In 2010 two zirconium based MOFs, (UiO-66: Zr6O4 (OH)4 (terepthalic acid)12 and NH2-UiO-66: Zr6O4 (OH)4 (aurintricarboxylic acid)12 have been reported [7] [8] . These two MOFs showed their photocatalytic hydrogen generation under uv irradiation (λ > 300 nm). As compared to unfunctionalized MOF material UiO- 66-NH2, the amine functionalized MOF material UiO-66-NH2 showed slightly better hydrogen production. It has been investigated through experiments that amine functionalization of MOFs can extend the light absorption to the visible region [9] . Although the results of photocatalytic hydrogen production from both of these materials were not too good, it provided an initiative step towards the modification of structure of MOFs for their successful usage for the photocatalytic hydrogen production. Latter on two modified MOFs such as UiO-66/CdS/1% (a reduced graphene oxide ternary composite) and Pt-UiO-66 (anRhodamine B-sensitized) [10] were synthesized from the parent UiO-66 and were used for the more improved catalytic activities for hydrogen production under visible light [11] .

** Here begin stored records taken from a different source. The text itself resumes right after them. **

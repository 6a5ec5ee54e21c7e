// HTTP API Error Types
use axum::{http::StatusCode, response::IntoResponse, Json};
use serde_json::{json, Value};
use std::collections::HashMap;

use crate::auth::AuthError;
use crate::database::DatabaseError;
use crate::filter::FilterError;
use crate::services::geocoder::GeocodeError;
use crate::services::mailer::MailError;
use crate::services::uploads::UploadError;

/// HTTP API error with appropriate status codes and client-friendly messages
#[derive(Debug)]
pub enum ApiError {
    // 400 Bad Request
    BadRequest(String),
    ValidationError {
        message: String,
        field_errors: Option<HashMap<String, String>>,
    },
    InvalidJson(String),

    // 400 when the file is rejected, 500 when storing it fails
    UploadFailed {
        message: String,
        server_side: bool,
    },

    // 401 Unauthorized
    Unauthorized(String),

    // 403 Forbidden
    Forbidden(String),

    // 404 Not Found
    NotFound(String),

    // 409 Conflict
    Conflict(String),

    // 429 Too Many Requests
    TooManyRequests(String),

    // 500 Internal Server Error
    InternalServerError(String),

    // 502 Bad Gateway (geocoder, mail provider)
    BadGateway(String),

    // 503 Service Unavailable
    ServiceUnavailable(String),
}

impl ApiError {
    /// Get HTTP status code
    pub fn status_code(&self) -> u16 {
        match self {
            ApiError::BadRequest(_) => 400,
            ApiError::ValidationError { .. } => 400,
            ApiError::InvalidJson(_) => 400,
            ApiError::UploadFailed { server_side: false, .. } => 400,
            ApiError::UploadFailed { server_side: true, .. } => 500,
            ApiError::Unauthorized(_) => 401,
            ApiError::Forbidden(_) => 403,
            ApiError::NotFound(_) => 404,
            ApiError::Conflict(_) => 409,
            ApiError::TooManyRequests(_) => 429,
            ApiError::InternalServerError(_) => 500,
            ApiError::BadGateway(_) => 502,
            ApiError::ServiceUnavailable(_) => 503,
        }
    }

    /// Get client-safe error message
    pub fn message(&self) -> &str {
        match self {
            ApiError::BadRequest(msg) => msg,
            ApiError::ValidationError { message, .. } => message,
            ApiError::InvalidJson(msg) => msg,
            ApiError::UploadFailed { message, .. } => message,
            ApiError::Unauthorized(msg) => msg,
            ApiError::Forbidden(msg) => msg,
            ApiError::NotFound(msg) => msg,
            ApiError::Conflict(msg) => msg,
            ApiError::TooManyRequests(msg) => msg,
            ApiError::InternalServerError(msg) => msg,
            ApiError::BadGateway(msg) => msg,
            ApiError::ServiceUnavailable(msg) => msg,
        }
    }

    /// Get error code for client handling
    pub fn error_code(&self) -> &'static str {
        match self {
            ApiError::BadRequest(_) => "BAD_REQUEST",
            ApiError::ValidationError { .. } => "VALIDATION_ERROR",
            ApiError::InvalidJson(_) => "INVALID_JSON",
            ApiError::UploadFailed { .. } => "UPLOAD_FAILED",
            ApiError::Unauthorized(_) => "UNAUTHORIZED",
            ApiError::Forbidden(_) => "FORBIDDEN",
            ApiError::NotFound(_) => "NOT_FOUND",
            ApiError::Conflict(_) => "CONFLICT",
            ApiError::TooManyRequests(_) => "TOO_MANY_REQUESTS",
            ApiError::InternalServerError(_) => "INTERNAL_SERVER_ERROR",
            ApiError::BadGateway(_) => "UPSTREAM_FAILURE",
            ApiError::ServiceUnavailable(_) => "SERVICE_UNAVAILABLE",
        }
    }

    /// Convert to JSON response body
    pub fn to_json(&self) -> Value {
        let mut response = json!({
            "success": false,
            "message": self.message(),
            "code": self.error_code()
        });

        if let ApiError::ValidationError { field_errors: Some(field_errors), .. } = self {
            response["field_errors"] = json!(field_errors);
        }

        if crate::is_development!() {
            response["error"] = json!({
                "status": self.status_code(),
                "kind": format!("{:?}", self),
            });
        }

        response
    }
}

// Static constructor methods
impl ApiError {
    pub fn bad_request(message: impl Into<String>) -> Self {
        ApiError::BadRequest(message.into())
    }

    pub fn validation_error(message: impl Into<String>, field_errors: Option<HashMap<String, String>>) -> Self {
        ApiError::ValidationError {
            message: message.into(),
            field_errors,
        }
    }

    /// Validation failure on a single field
    pub fn field_error(field: impl Into<String>, message: impl Into<String>) -> Self {
        let message = message.into();
        let mut field_errors = HashMap::new();
        field_errors.insert(field.into(), message.clone());
        ApiError::validation_error(message, Some(field_errors))
    }

    pub fn invalid_json(message: impl Into<String>) -> Self {
        ApiError::InvalidJson(message.into())
    }

    pub fn upload_rejected(message: impl Into<String>) -> Self {
        ApiError::UploadFailed {
            message: message.into(),
            server_side: false,
        }
    }

    pub fn upload_failed(message: impl Into<String>) -> Self {
        ApiError::UploadFailed {
            message: message.into(),
            server_side: true,
        }
    }

    pub fn unauthorized(message: impl Into<String>) -> Self {
        ApiError::Unauthorized(message.into())
    }

    pub fn forbidden(message: impl Into<String>) -> Self {
        ApiError::Forbidden(message.into())
    }

    pub fn not_found(message: impl Into<String>) -> Self {
        ApiError::NotFound(message.into())
    }

    pub fn conflict(message: impl Into<String>) -> Self {
        ApiError::Conflict(message.into())
    }

    pub fn too_many_requests(message: impl Into<String>) -> Self {
        ApiError::TooManyRequests(message.into())
    }

    pub fn internal_server_error(message: impl Into<String>) -> Self {
        ApiError::InternalServerError(message.into())
    }

    pub fn bad_gateway(message: impl Into<String>) -> Self {
        ApiError::BadGateway(message.into())
    }

    pub fn service_unavailable(message: impl Into<String>) -> Self {
        ApiError::ServiceUnavailable(message.into())
    }
}

// Convert other error types to ApiError
impl From<DatabaseError> for ApiError {
    fn from(err: DatabaseError) -> Self {
        match err {
            DatabaseError::NotFound(msg) => ApiError::not_found(msg),
            DatabaseError::InvalidIdentifier => ApiError::not_found("Resource not found. Invalid id"),
            DatabaseError::Duplicate(field) => ApiError::conflict(format!("Duplicate {} entered", field)),
            DatabaseError::Constraint(msg) => ApiError::validation_error(msg, None),
            DatabaseError::ConfigMissing(name) => {
                tracing::error!("Database configuration missing: {}", name);
                ApiError::service_unavailable("Database temporarily unavailable")
            }
            DatabaseError::Unavailable(msg) => {
                tracing::error!("Database unavailable: {}", msg);
                ApiError::service_unavailable("Database temporarily unavailable")
            }
            DatabaseError::QueryError(msg) => {
                // Don't expose internal SQL errors to clients
                tracing::error!("Database query error: {}", msg);
                ApiError::internal_server_error("An error occurred while processing your request")
            }
            DatabaseError::Sqlx(sqlx_err) => {
                tracing::error!("SQLx error: {}", sqlx_err);
                ApiError::internal_server_error("Database error occurred")
            }
            DatabaseError::MigrationError(msg) => {
                tracing::error!("Migration error: {}", msg);
                ApiError::service_unavailable("Service is being updated, please try again later")
            }
        }
    }
}

impl From<FilterError> for ApiError {
    fn from(err: FilterError) -> Self {
        match err.field() {
            Some(field) => ApiError::field_error(field, err.to_string()),
            None => ApiError::validation_error(err.to_string(), None),
        }
    }
}

impl From<AuthError> for ApiError {
    fn from(err: AuthError) -> Self {
        match err {
            AuthError::InvalidToken(msg) => {
                tracing::debug!("Rejected token: {}", msg);
                ApiError::unauthorized("No authorization, token failed")
            }
            AuthError::InvalidSecret => {
                tracing::error!("JWT_SECRET is not configured");
                ApiError::internal_server_error("Authentication is not configured")
            }
            AuthError::TokenGeneration(msg) | AuthError::Hashing(msg) => {
                tracing::error!("Auth failure: {}", msg);
                ApiError::internal_server_error("An error occurred while processing your request")
            }
        }
    }
}

impl From<GeocodeError> for ApiError {
    fn from(err: GeocodeError) -> Self {
        match err {
            GeocodeError::NoMatch(address) => {
                ApiError::field_error("address", format!("Could not locate address: {}", address))
            }
            other => {
                tracing::error!("Geocoder failure: {}", other);
                ApiError::bad_gateway("Geocoding service unavailable")
            }
        }
    }
}

impl From<MailError> for ApiError {
    fn from(err: MailError) -> Self {
        tracing::error!("Mail delivery failure: {}", err);
        ApiError::bad_gateway("Email could not be sent")
    }
}

impl From<UploadError> for ApiError {
    fn from(err: UploadError) -> Self {
        match err {
            UploadError::Io(e) => {
                tracing::error!("Resume write failed: {}", e);
                ApiError::upload_failed("Resume upload failed")
            }
            rejected => ApiError::upload_rejected(rejected.to_string()),
        }
    }
}

// Standard error trait implementations
impl std::fmt::Display for ApiError {
    fn fmt(&self, f: &mut std::fmt::Formatter<'_>) -> std::fmt::Result {
        write!(f, "{}", self.message())
    }
}

impl std::error::Error for ApiError {}

// Automatic HTTP response conversion for Axum
impl IntoResponse for ApiError {
    fn into_response(self) -> axum::response::Response {
        let status = StatusCode::from_u16(self.status_code()).unwrap_or(StatusCode::INTERNAL_SERVER_ERROR);
        if status.is_server_error() {
            tracing::warn!("Responding {} {}", status.as_u16(), self.message());
        }
        (status, Json(self.to_json())).into_response()
    }
}

#[cfg(test)]
mod tests {
    use super::*;

    #[test]
    fn upload_status_depends_on_side() {
        assert_eq!(ApiError::upload_rejected("Please upload document file.").status_code(), 400);
        assert_eq!(ApiError::upload_failed("disk full").status_code(), 500);
    }

    #[test]
    fn store_errors_map_to_taxonomy() {
        let err: ApiError = DatabaseError::Duplicate("email".to_string()).into();
        assert_eq!(err.status_code(), 409);
        assert_eq!(err.message(), "Duplicate email entered");

        let err: ApiError = DatabaseError::InvalidIdentifier.into();
        assert_eq!(err.status_code(), 404);
        assert_eq!(err.message(), "Resource not found. Invalid id");

        let err: ApiError = DatabaseError::Constraint("Job title cannot exceed 100 characters.".into()).into();
        assert_eq!(err.status_code(), 400);
    }

    #[test]
    fn filter_errors_carry_the_field() {
        let err: ApiError = FilterError::UnknownField("colour".to_string()).into();
        assert_eq!(err.status_code(), 400);
        let body = err.to_json();
        assert_eq!(body["success"], json!(false));
        assert_eq!(body["code"], json!("VALIDATION_ERROR"));
        assert_eq!(body["field_errors"]["colour"], json!("Unknown field: colour"));
    }

    #[test]
    fn invalid_tokens_are_unauthorized() {
        let err: ApiError = AuthError::InvalidToken("expired".to_string()).into();
        assert_eq!(err.status_code(), 401);
        assert_eq!(err.message(), "No authorization, token failed");
    }

    #[test]
    fn geocoder_misses_are_validation_errors() {
        let err: ApiError = GeocodeError::NoMatch("nowhere".to_string()).into();
        assert_eq!(err.status_code(), 400);
        let err: ApiError = GeocodeError::Upstream("timeout".to_string()).into();
        assert_eq!(err.status_code(), 502);
        assert_eq!(err.error_code(), "UPSTREAM_FAILURE");
    }

    #[test]
    fn body_has_envelope_shape() {
        let body = ApiError::forbidden("Role: user is not authorized to access this route").to_json();
        assert_eq!(body["success"], json!(false));
        assert_eq!(body["message"], json!("Role: user is not authorized to access this route"));
        assert_eq!(body["code"], json!("FORBIDDEN"));
    }
}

Following the strategy of amine functionalization of the MOFs, Matsuoka et al. also have synthesized the NH2-Ti-MOF. In this material the triethanolamine played a vital role as sacrificial electron donor for photocatalysis under visible light irradiation [12] . A linker to metal charge transfer (LCCT) was observed by the excitation of electron from BDC-NH2 to the titanium oxo cluster. The authors also have demonstrated that Pt/NH2-Ti-MOF showed a better hydrogen production under visible light but Pt/NH2-Zr-MOF has shown no hydrogen production although it is a visible light adsorbent. The negative CB edge of zirconium oxo cluster as compared to titanium oxo cluster is the main reason of its inactivity to produce hydrogen as there is insufficient supply of electron from organic ligand to zirconium oxo cluster. So conduction band potential of linker molecules is of importance for the photocatalytic hydrogen generation from a MOF material [13] .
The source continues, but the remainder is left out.